[extropy-chat] i don't laugh at peasants anymore

Mike Lorrey mlorrey at yahoo.com
Sun Sep 25 01:19:03 UTC 2005



--- Al Brooks <kerry_prez at yahoo.com> wrote:

>  Tech is all very fine, but in the meantime many parents do need Jose
> to build them an affordable house large enough for the children to
> sense they are not living in cubicles. 

It is interesting to see the growth in need for personal space. Ever
lived in a bungalow built in the post-WWII housing boom? Vets would
pack their kids in two to a bedroom in those places and they thought
they were living the American dream. 

This isn't unique. I recall a Japanese business colleague of my fathers
proud that his home was "eight tatamis wide", as if that was a feat of
achievement for a nipponese middle manager.

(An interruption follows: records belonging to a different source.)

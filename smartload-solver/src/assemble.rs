//! Turning a winning selection into a [`LoadPlan`].

use smartload_core::{Diagnostics, LoadPlan, Order, Truck, Utilization};

use crate::solver::Selection;

/// Build the plan for `selection`, listing orders by descending payout.
pub(crate) fn assemble(truck: &Truck, orders: &[Order], selection: &Selection) -> LoadPlan {
    let capacity = truck.capacity;
    let selected_order_ids = selection
        .positions()
        .iter()
        .filter_map(|&position| orders.get(position))
        .map(|order| order.id.clone())
        .collect();

    LoadPlan {
        truck_id: truck.id.clone(),
        selected_order_ids,
        total_payout_cents: selection.payout_cents(),
        total_weight_lbs: selection.weight_lbs(),
        total_volume_cuft: selection.volume_cuft(),
        utilization_weight_percent: Utilization::from_ratio(
            selection.weight_lbs(),
            capacity.max_weight,
        ),
        utilization_volume_percent: Utilization::from_ratio(
            selection.volume_cuft(),
            capacity.max_volume,
        ),
        diagnostics: Diagnostics {
            strategy: selection.strategy(),
            candidates_considered: selection.candidates_considered(),
            candidates_filtered: selection.candidates_filtered(),
        },
    }
}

The growth in the need for space goes along with the growth in need for
'stuff'. The average home grew from 1200 sq ft in the postwar period to
2000 by 1970, now reaching near 3000 in many areas of the country,
while at the same time we have fewer kids per family and fewer are
having families. We all have stuff for work, stuff for the various
activities we are involved in, and unclutter it by spreading it out.
Without more kids to pay for, you can afford more space for the kids
you do or don't have (self included) and all the 'stuff'.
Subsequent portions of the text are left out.